The Aborigines have an elaborate, terrifying ritual to snap boys into behaving well. When a boy starts acting all tough and egotistical as testosterone is wont to make a male do, the grown men dress up like spirits, come in making a commotion, "kidnap" the boy from the mother (who plays along), circumcise him, subincise him (splitting), and thus induct him into the mens club. They scare the living fuck out of him in one painful fell swoop and make it abundantly clear that he is no longer a momma's boy, that the tribe depends on him, and he had better shape the fuck up or he's a dead man.

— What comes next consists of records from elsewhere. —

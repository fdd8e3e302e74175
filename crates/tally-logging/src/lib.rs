//! # tally-logging
//!
//! Structured logging with `tracing`.
//!
//! Installs a global subscriber with an [`EnvFilter`] (the `RUST_LOG`
//! variable wins over configured levels) and either a human-readable or a
//! JSON `fmt` layer.

#![deny(unsafe_code)]

use tally_settings::{LogFormat, LogLevel, LoggingSettings};
use thiserror::Error;
use tracing_subscriber::EnvFilter;
use tracing_subscriber::filter::ParseError;
use tracing_subscriber::layer::SubscriberExt;
use tracing_subscriber::util::{SubscriberInitExt, TryInitError};

/// Errors raised while installing the subscriber.
#[derive(Debug, Error)]
pub enum LoggingError {
    /// The computed filter directive did not parse.
    #[error("invalid log filter: {0}")]
    Filter(#[from] ParseError),
    /// A global subscriber was already installed.
    #[error("failed to install subscriber: {0}")]
    Init(#[from] TryInitError),
}

/// Subscriber configuration.
#[derive(Clone, Debug, Default)]
pub struct LogConfig {
    /// Default level. Overridden by `RUST_LOG`.
    pub level: LogLevel,
    /// Output format.
    pub format: LogFormat,
    /// Per-module level overrides (e.g. `tally_server` => debug).
    pub module_levels: Vec<(String, LogLevel)>,
}

impl LogConfig {
    /// Add a per-module override.
    #[must_use]
    pub fn with_module(mut self, module: impl Into<String>, level: LogLevel) -> Self {
        self.module_levels.push((module.into(), level));
        self
    }

    /// Filter directive built from the configured levels, e.g.
    /// `info,tally_server=debug`.
    pub fn directive(&self) -> String {
        let mut directive = self.level.as_filter_str().to_string();
        for (module, level) in &self.module_levels {
            directive.push(',');
            directive.push_str(module);
            directive.push('=');
            directive.push_str(level.as_filter_str());
        }
        directive
    }
}

impl From<&LoggingSettings> for LogConfig {
    fn from(settings: &LoggingSettings) -> Self {
        Self {
            level: settings.level,
            format: settings.format,
            module_levels: Vec::new(),
        }
    }
}

/// Build the filter: `RUST_LOG` when set and valid, else the config directive.
pub fn build_filter(config: &LogConfig) -> Result<EnvFilter, LoggingError> {
    match EnvFilter::try_from_default_env() {
        Ok(filter) => Ok(filter),
        Err(_) => Ok(EnvFilter::try_new(config.directive())?),
    }
}

/// Install the global tracing subscriber. Call once at startup.
pub fn init_subscriber(config: &LogConfig) -> Result<(), LoggingError> {
    let filter = build_filter(config)?;

    let json_layer = (config.format == LogFormat::Json).then(|| {
        tracing_subscriber::fmt::layer()
            .json()
            .with_target(true)
            .with_span_list(true)
    });
    let pretty_layer = (config.format == LogFormat::Pretty)
        .then(|| tracing_subscriber::fmt::layer().with_target(true));

    tracing_subscriber::registry()
        .with(filter)
        .with(json_layer)
        .with(pretty_layer)
        .try_init()?;
    Ok(())
}
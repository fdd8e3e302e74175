//! Settings type definitions.
//!
//! All types use `#[serde(rename_all = "camelCase", default)]` so a settings
//! file may be partial: missing fields take their compiled default.

use std::fmt;

use serde::{Deserialize, Serialize};

/// Root settings type.
///
/// ```json
/// {
///   "server": { "port": 3500, "heartbeatIntervalMs": 30000 },
///   "logging": { "level": "debug", "format": "json" }
/// }
/// ```
#[derive(Clone, Debug, Default, Serialize, Deserialize)]
#[serde(rename_all = "camelCase", default)]
pub struct TallySettings {
    /// Listener and engine settings.
    pub server: ServerSettings,
    /// External relational store. Parsed for reporting only.
    pub database: DatabaseSettings,
    /// Logging configuration.
    pub logging: LoggingSettings,
}

impl TallySettings {
    /// Reject values the server cannot run with.
    pub fn validate(&self) -> crate::Result<()> {
        let non_zero = [
            ("server.tickIntervalMs", self.server.tick_interval_ms == 0),
            ("server.heartbeatIntervalMs", self.server.heartbeat_interval_ms == 0),
            ("server.maxSendQueue", self.server.max_send_queue == 0),
        ];
        if let Some((key, _)) = non_zero.into_iter().find(|(_, zero)| *zero) {
            return Err(crate::SettingsError::InvalidValue {
                key,
                reason: "must be non-zero".into(),
            });
        }
        Ok(())
    }
}

/// Listener and engine settings.
#[derive(Clone, Debug, PartialEq, Eq, Serialize, Deserialize)]
#[serde(rename_all = "camelCase", default)]
pub struct ServerSettings {
    /// Bind address.
    pub host: String,
    /// Listener port.
    pub port: u16,
    /// Counter clock period in milliseconds.
    pub tick_interval_ms: u64,
    /// Heartbeat period in milliseconds.
    pub heartbeat_interval_ms: u64,
    /// Capacity of each connection's outbound queue.
    pub max_send_queue: usize,
    /// Upper bound on the connection drain at shutdown, in milliseconds.
    pub shutdown_timeout_ms: u64,
}

impl Default for ServerSettings {
    fn default() -> Self {
        Self {
            host: "0.0.0.0".to_string(),
            port: 3500,
            tick_interval_ms: 1_000,
            heartbeat_interval_ms: 30_000,
            max_send_queue: 256,
            shutdown_timeout_ms: 30_000,
        }
    }
}

/// Connection parameters for the external `PostgreSQL` store.
///
/// Nothing in the server connects with these; they are carried so that a
/// deployment's environment is validated and reported consistently.
#[derive(Clone, PartialEq, Eq, Serialize, Deserialize)]
#[serde(rename_all = "camelCase", default)]
pub struct DatabaseSettings {
    /// Database host.
    #[serde(skip_serializing_if = "Option::is_none")]
    pub host: Option<String>,
    /// Database port.
    pub port: u16,
    /// Login role.
    #[serde(skip_serializing_if = "Option::is_none")]
    pub user: Option<String>,
    /// Login password. Never serialized.
    #[serde(skip_serializing)]
    pub password: Option<String>,
    /// Database name.
    #[serde(skip_serializing_if = "Option::is_none")]
    pub database: Option<String>,
}

impl DatabaseSettings {
    /// Whether a host has been configured at all.
    pub fn is_configured(&self) -> bool {
        self.host.is_some()
    }

    /// `user@host:port/database` with the password left out.
    pub fn display_target(&self) -> String {
        format!(
            "{}@{}:{}/{}",
            self.user.as_deref().unwrap_or("-"),
            self.host.as_deref().unwrap_or("-"),
            self.port,
            self.database.as_deref().unwrap_or("-"),
        )
    }
}

impl Default for DatabaseSettings {
    fn default() -> Self {
        Self {
            host: None,
            port: 5432,
            user: None,
            password: None,
            database: None,
        }
    }
}

impl fmt::Debug for DatabaseSettings {
    fn fmt(&self, f: &mut fmt::Formatter<'_>) -> fmt::Result {
        f.debug_struct("DatabaseSettings")
            .field("host", &self.host)
            .field("port", &self.port)
            .field("user", &self.user)
            .field("password", &self.password.as_ref().map(|_| "<redacted>"))
            .field("database", &self.database)
            .finish()
    }
}

/// Log verbosity.
#[derive(Clone, Copy, Debug, Default, PartialEq, Eq, Serialize, Deserialize)]
#[serde(rename_all = "lowercase")]
pub enum LogLevel {
    /// Trace-level (most verbose).
    Trace,
    /// Debug-level.
    Debug,
    /// Info-level (default).
    #[default]
    Info,
    /// Warning-level.
    Warn,
    /// Error-level.
    Error,
}

impl LogLevel {
    /// Convert to a tracing filter string.
    pub fn as_filter_str(self) -> &'static str {
        match self {
            Self::Trace => "trace",
            Self::Debug => "debug",
            Self::Info => "info",
            Self::Warn => "warn",
            Self::Error => "error",
        }
    }
}

/// Output format for log lines.
#[derive(Clone, Copy, Debug, Default, PartialEq, Eq, Serialize, Deserialize)]
#[serde(rename_all = "lowercase")]
pub enum LogFormat {
    /// Human-readable single-line output.
    #[default]
    Pretty,
    /// One JSON object per line.
    Json,
}

/// Logging configuration.
#[derive(Clone, Debug, Default, Serialize, Deserialize)]
#[serde(rename_all = "camelCase", default)]
pub struct LoggingSettings {
    /// Default level when `RUST_LOG` is unset.
    pub level: LogLevel,
    /// Output format.
    pub format: LogFormat,
}
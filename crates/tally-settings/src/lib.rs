//! # tally-settings
//!
//! Configuration for the tally server, loaded from three layers (in priority
//! order):
//! 1. **Compiled defaults**: [`TallySettings::default()`]
//! 2. **Settings file**: `~/.tally/settings.json` or an explicit path
//!    (deep-merged over defaults)
//! 3. **Environment variables**: `PORT`, `PG_*` and `TALLY_*` overrides
//!
//! # Usage
//!
//! ```no_run
//! let loaded = tally_settings::load_settings().unwrap_or_default();
//! let settings = loaded.settings;
//! println!("listening on port {}", settings.server.port);
//! ```

#![deny(unsafe_code)]

pub mod errors;
pub mod loader;
pub mod types;

pub use errors::{RejectedOverride, Result, SettingsError};
pub use loader::{
    LoadedSettings, apply_env_overrides, deep_merge, load_settings, load_settings_from_path,
    load_with_env, settings_path,
};
pub use types::*;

Sure, we have weak certain initiation rites in some cultures. Jewish kids have bah mitzvahs and bar mitzvahs. Catholic children get a smile and a slap on the cheek from the nice priest. Latinas have quinceaƱeras on their 15th birthday to help them act more like spoiled princesses. Men have rites involving self-indulgence – such as going to the nudie bar for the first time, smoking his first cigarette, drinking his “first” beer, and other “special” “firsts”.

In schools and frats we have ridiculous "initiations" administered by our equally immature peers. Some might say the grade school system itself – and college – are good common ways in our culture to mark the occasions of growing up, but those people are wrong. Like a frog in a pot of lukewarm water heated up slowly, such a gradual, plodding process makes no impact. The person never leaves the comfortable confines of childhood. He never feels a change. And we all eventually boil.

Well isn't all that special. None of our common rituals jar us awake. They are all "just something we go through", and don't really make a lasting change on most humans.

This post was inspired by The Power of Myth, an edited transcript of the Joseph Campbell/Bill Moyers interviews, but it is also inspired by other anthropological literature I've read. I've got a little bit of knowledge, and I'm feeling dangerous, so there you have it. My opinion about why we are all so weak and pathetic and whiny. I am sick and tired of hearing about "emotional safety", and I grow weary of us who lack the fortitude to maintain composure no matter what the circumstances.

This is a tough world to live in, and if you think it's supposed to be easy, then I rest my case: We need ritual. We need myth. To teach us what it means to grow up.

In writing this, I have left myself open to ridicule, corrections, accusations, and other concerns ranging from the legitimate and the banal. So go ahead. Give me your best shot. But before you do, think about what I have said here. Try to make sense of it. Give the information/opinion/perspective a chance. And dream with me of a better future.